Le périmètre est plus large qu'on ne le dessine d'habitude : l'infogérant qui détient des comptes d'administration, l'éditeur SaaS qui héberge la base clients, le cabinet de paie, mais aussi l'éditeur d'un logiciel mis à jour automatiquement chez vous, et le sous-traitant de rang deux que vous ne connaissez pas. Une compromission qui arrive par l'un d'eux reste une attaque de la chaîne d'approvisionnement, que le vecteur soit un contrat ou une dépendance logicielle. Le pilier sur les attaques supply chain décrit les deux familles ; le TPRM répond à la première, et la seconde relève du SBOM, qu'aucun formulaire ne remplace.
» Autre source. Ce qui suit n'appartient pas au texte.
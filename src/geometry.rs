//! WKT parsing and serialisation, plus the small coordinate helpers the loader needs.

use std::str::FromStr;

use geo::{Coord, CoordsIter, Geometry};
use wkt::{ToWkt, Wkt};

use crate::error::{GeoJoinError, Result};

/// Parses a WKT string into a geometry. The CRS is whatever the caller says it is; nothing is
/// inferred from the text.
pub fn parse_wkt(text: &str) -> Result<Geometry<f64>> {
    let text = text.trim();
    if text.is_empty() {
        return Err(GeoJoinError::Parse("empty WKT".to_string()));
    }
    let parsed = Wkt::<f64>::from_str(text)
        .map_err(|e| GeoJoinError::Parse(format!("{}: {}", e, text)))?;
    Geometry::try_from(parsed).map_err(|e| GeoJoinError::Parse(format!("{}: {}", e, text)))
}

pub fn to_wkt(geometry: &Geometry<f64>) -> String {
    geometry.wkt_string()
}

/// The first coordinate of the geometry: the first point of the first ring or segment.
///
/// This is deliberately not a centroid. For a multipolygon it is the first vertex of the first
/// polygon's exterior ring.
pub fn representative_coord(geometry: &Geometry<f64>) -> Option<Coord<f64>> {
    geometry.coords_iter().next()
}

/// Parses a pair of textual X/Y (or lon/lat) fields. Empty, non-numeric and non-finite values
/// are rejected rather than defaulted.
pub fn parse_coordinate_pair(x: &str, y: &str) -> Result<Coord<f64>> {
    Ok(Coord {
        x: parse_ordinate(x)?,
        y: parse_ordinate(y)?,
    })
}

fn parse_ordinate(raw: &str) -> Result<f64> {
    let raw = raw.trim();
    match raw.parse::<f64>() {
        Ok(value) if value.is_finite() => Ok(value),
        _ => Err(GeoJoinError::Parse(format!("invalid coordinate '{}'", raw))),
    }
}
Inventaire et classification : lesquels de vos tiers peuvent vous faire tomber
L'inventaire se croise à partir de trois sources, parce qu'aucune n'est complète seule : la comptabilité fournisseurs (qui a été payé), les annuaires et journaux d'accès (qui détient un compte, un VPN, une clé d'API), et la surface exposée (quel service tiers est branché sur votre domaine, quel script externe se charge sur votre portail client). La comptabilité rate la relation de fait, comme le matériel prêté par la maison mère à une filiale. Les accès ratent le SaaS payé par carte bancaire par une direction métier. La surface exposée rate tout ce qui n'est pas sur Internet.
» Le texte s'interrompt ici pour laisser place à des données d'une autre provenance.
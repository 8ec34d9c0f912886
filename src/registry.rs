//! The NYC Open Data datasets these pipelines consume.
//!
//! Every dataset differs only in these few constants, so they live in one table rather than in
//! per-dataset types.

const OPEN_DATA_HOST: &str = "https://data.cityofnewyork.us";

#[derive(Clone, Copy, Debug, PartialEq, Eq)]
pub struct DatasetInfo {
    /// Short name used on the command line.
    pub key: &'static str,
    /// Socrata four-by-four identifier.
    pub dataset_id: &'static str,
    pub display_name: &'static str,
    /// Where the CSV export lives.
    pub csv_url: &'static str,
}

impl DatasetInfo {
    /// The JSON view with column descriptions and dataset metadata.
    pub fn metadata_url(&self) -> String {
        format!("{}/api/views/{}.json", OPEN_DATA_HOST, self.dataset_id)
    }
}

const DATASETS: &[DatasetInfo] = &[
    DatasetInfo {
        key: "curbs",
        dataset_id: "5xvt-8cbk",
        display_name: "NYC Planimetric Database: Curbs",
        csv_url: "https://data.cityofnewyork.us/api/views/5xvt-8cbk/rows.csv?accessType=DOWNLOAD",
    },
    DatasetInfo {
        key: "loading_zones",
        dataset_id: "6pjf-tf5u",
        display_name: "Neighborhood Loading Zones",
        csv_url: "https://data.cityofnewyork.us/resource/6pjf-tf5u.csv?$limit=50000",
    },
    DatasetInfo {
        key: "parking_meters",
        dataset_id: "693u-uax6",
        display_name: "Parking Meters - Locations and Status",
        csv_url: "https://data.cityofnewyork.us/api/views/693u-uax6/rows.csv?accessType=DOWNLOAD",
    },
    DatasetInfo {
        key: "truck_routes",
        dataset_id: "jjja-shxy",
        display_name: "NYC Truck Routes",
        csv_url: "https://data.cityofnewyork.us/resource/jjja-shxy.csv?$limit=50000",
    },
    DatasetInfo {
        key: "accessible_pedestrian_signals",
        dataset_id: "de3m-c5p4",
        display_name: "Accessible Pedestrian Signal Locations",
        csv_url: "https://data.cityofnewyork.us/api/views/de3m-c5p4/rows.csv?accessType=DOWNLOAD",
    },
    DatasetInfo {
        key: "street_sign_work_orders",
        dataset_id: "qt6m-xctn",
        display_name: "Street Sign Work Orders",
        csv_url: "https://data.cityofnewyork.us/api/views/qt6m-xctn/rows.csv?accessType=DOWNLOAD",
    },
    DatasetInfo {
        key: "speed_humps",
        dataset_id: "jknp-skuy",
        display_name: "NYC DOT Speed Humps",
        csv_url: "https://data.cityofnewyork.us/resource/jknp-skuy.csv",
    },
    DatasetInfo {
        key: "raised_crosswalks",
        dataset_id: "uh2s-ftgh",
        display_name: "NYC DOT Raised Crosswalk Locations",
        csv_url: "https://data.cityofnewyork.us/resource/uh2s-ftgh.csv",
    },
    DatasetInfo {
        key: "nyc_311",
        dataset_id: "jrb2-thup",
        display_name: "311 Service Requests",
        csv_url: "https://data.cityofnewyork.us/resource/jrb2-thup.csv",
    },
    DatasetInfo {
        key: "vehicle_collisions",
        dataset_id: "h9gi-nx95",
        display_name: "Motor Vehicle Collisions (Crashes)",
        csv_url: "https://data.cityofnewyork.us/resource/h9gi-nx95.csv",
    },
];

pub fn all() -> &'static [DatasetInfo] {
    DATASETS
}

/// Finds a dataset by its key or its Socrata identifier.
pub fn lookup(name: &str) -> Option<&'static DatasetInfo> {
    DATASETS
        .iter()
        .find(|d| d.key.eq_ignore_ascii_case(name) || d.dataset_id == name)
}

#[cfg(test)]
mod tests {
    use super::*;
    use std::collections::HashSet;

    #[test]
    fn test_lookup() {
        let meters = lookup("parking_meters").unwrap();
        assert_eq!(meters.dataset_id, "693u-uax6");
        assert_eq!(lookup("693u-uax6"), Some(meters));
        assert_eq!(lookup("Parking_Meters"), Some(meters));
        assert_eq!(lookup("nope"), None);
    }

    #[test]
    fn test_metadata_url() {
        assert_eq!(
            lookup("speed_humps").unwrap().metadata_url(),
            "https://data.cityofnewyork.us/api/views/jknp-skuy.json"
        );
    }

    #[test]
    fn test_entries_are_consistent() {
        let mut keys = HashSet::new();
        for dataset in all() {
            assert!(keys.insert(dataset.key), "duplicate key {}", dataset.key);
            assert!(
                dataset.csv_url.starts_with(OPEN_DATA_HOST),
                "{} points elsewhere",
                dataset.key
            );
            assert!(
                dataset.csv_url.contains(dataset.dataset_id),
                "{} has a mismatched URL",
                dataset.key
            );
        }
    }
}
Le critère de tri est ensuite le dommage possible, pas le montant facturé. Un prestataire à 800 € par mois qui détient un compte d'administration sur votre Active Directory pèse plus lourd qu'une agence à 50 000 € par an qui ne voit que des communiqués de presse. Quatre questions classent : quelles données le tiers manipule-t-il, quel privilège détient-il chez vous, peut-il interrompre votre activité, et en combien de temps est-il remplaçable. La dernière est celle qu'on oublie, et la seule que DORA a jugé utile de nommer dans un article dédié, le risque de concentration.
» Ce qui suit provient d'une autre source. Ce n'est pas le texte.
use clap::{Arg, Command};
use env_logger::{Builder, Env};
use nyc_geojoin::{registry, run_pipeline, Pipeline, PipelineConfig};
use std::path::PathBuf;

fn output_arg() -> Arg {
    Arg::new("output")
        .short('o')
        .long("output")
        .num_args(1)
        .help("Output file (.csv, or .geojson for GeoJSON); overrides the configured path")
}

fn main() {
    Builder::from_env(Env::default().default_filter_or("info")).init();

    let matches = Command::new("NYC GeoJoin")
        .version("0.1.0")
        .about("Enriches NYC Open Data street-infrastructure layers with nearest-neighbour joins")
        .arg(
            Arg::new("config")
                .short('c')
                .long("config")
                .num_args(1)
                .global(true)
                .help("TOML pipeline configuration (optional, NYC defaults are built in)"),
        )
        .subcommand_required(true)
        .subcommand(
            Command::new("curb")
                .about("Join curbs to nearby loading zones, parking meters and truck routes")
                .arg(output_arg()),
        )
        .subcommand(
            Command::new("signals")
                .about("Merge pedestrian signals, street signs and traffic signals")
                .arg(output_arg()),
        )
        .subcommand(
            Command::new("speed-humps")
                .about("Add longitude/latitude columns to the speed humps dataset")
                .arg(output_arg()),
        )
        .subcommand(Command::new("datasets").about("List the source datasets"))
        .subcommand(Command::new("show-config").about("Print the effective configuration"))
        .get_matches();

    let mut config = match matches.get_one::<String>("config") {
        Some(path) => match PipelineConfig::load_from(&PathBuf::from(path)) {
            Ok(config) => config,
            Err(e) => {
                eprintln!("Error loading configuration: {}", e);
                std::process::exit(1);
            }
        },
        None => PipelineConfig::default(),
    };

    let (which, sub) = match matches.subcommand() {
        Some(("curb", sub)) => (Pipeline::Curb, sub),
        Some(("signals", sub)) => (Pipeline::Signals, sub),
        Some(("speed-humps", sub)) => (Pipeline::SpeedHumps, sub),
        Some(("datasets", _)) => {
            for dataset in registry::all() {
                println!("{:<30} {:<10} {}", dataset.key, dataset.dataset_id, dataset.display_name);
                println!("{:<30} {}", "", dataset.csv_url);
            }
            return;
        }
        Some(("show-config", _)) => {
            match config.to_toml() {
                Ok(text) => print!("{}", text),
                Err(e) => {
                    eprintln!("Error: {}", e);
                    std::process::exit(1);
                }
            }
            return;
        }
        _ => unreachable!("clap requires a subcommand"),
    };

    if let Some(output) = sub.get_one::<String>("output").map(PathBuf::from) {
        match which {
            Pipeline::Curb => config.curb.output = output,
            Pipeline::Signals => config.signals.output = output,
            Pipeline::SpeedHumps => config.speed_humps.output = output,
        }
    }

    match run_pipeline(which, &config) {
        Ok(report) => println!(
            "Processing completed successfully: {} rows written to {}",
            report.rows_written,
            report.output.display()
        ),
        Err(e) => {
            eprintln!("Error processing files: {}", e);
            if matches!(e, nyc_geojoin::GeoJoinError::Projection(_)) {
                eprintln!(
                    "Please check the CRS of every input; \
                     joins need a projected CRS such as EPSG:2263."
                );
            }
            std::process::exit(1);
        }
    }
}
| Niveau | Ce qui y range un tiers | Exemples | Effort attendu |
|---|---|---|---|
| Critique | Accès privilégié à vos systèmes, données réglementées, capacité d'interrompre une fonction essentielle, ou substitution en plus de trois mois | Infogérant, hébergeur de la base clients, prestataire de paie, éditeur du logiciel métier, opérateur de sauvegarde | Questionnaire détaillé avec preuves, revue du certificat et de son périmètre, observation externe continue, droit d'audit exercé, plan de sortie testé |
| Important | Accès à des données internes non réglementées, ou service dont la panne dégrade sans interrompre | Outil de ticketing, plateforme de recrutement, agence web qui administre le site vitrine | Questionnaire court, vérification des points contredits par l'observation externe, revue annuelle et sur événement |
| Standard | Aucun accès à vos systèmes ni à des données sensibles | Fournitures, restauration, formation sans plateforme | Clauses types dans le contrat, pas d'évaluation dédiée |
La concentration se regarde à deux échelles. La première est le fournisseur qu'on ne sait pas remplacer : l'article 29 de DORA demande de vérifier, avant de signer pour une fonction critique, si le prestataire n'est pas facilement substituable et si plusieurs contrats critiques ne s'empilent pas chez le même prestataire. La seconde est invisible dans votre inventaire : dix de vos tiers dépendent peut-être du même hébergeur ou du même logiciel de transfert de fichiers. C'est le scénario MOVEit, et c'est pour cela que le même article demande d'évaluer les chaînes de sous-traitance "potentiellement longues ou complexes".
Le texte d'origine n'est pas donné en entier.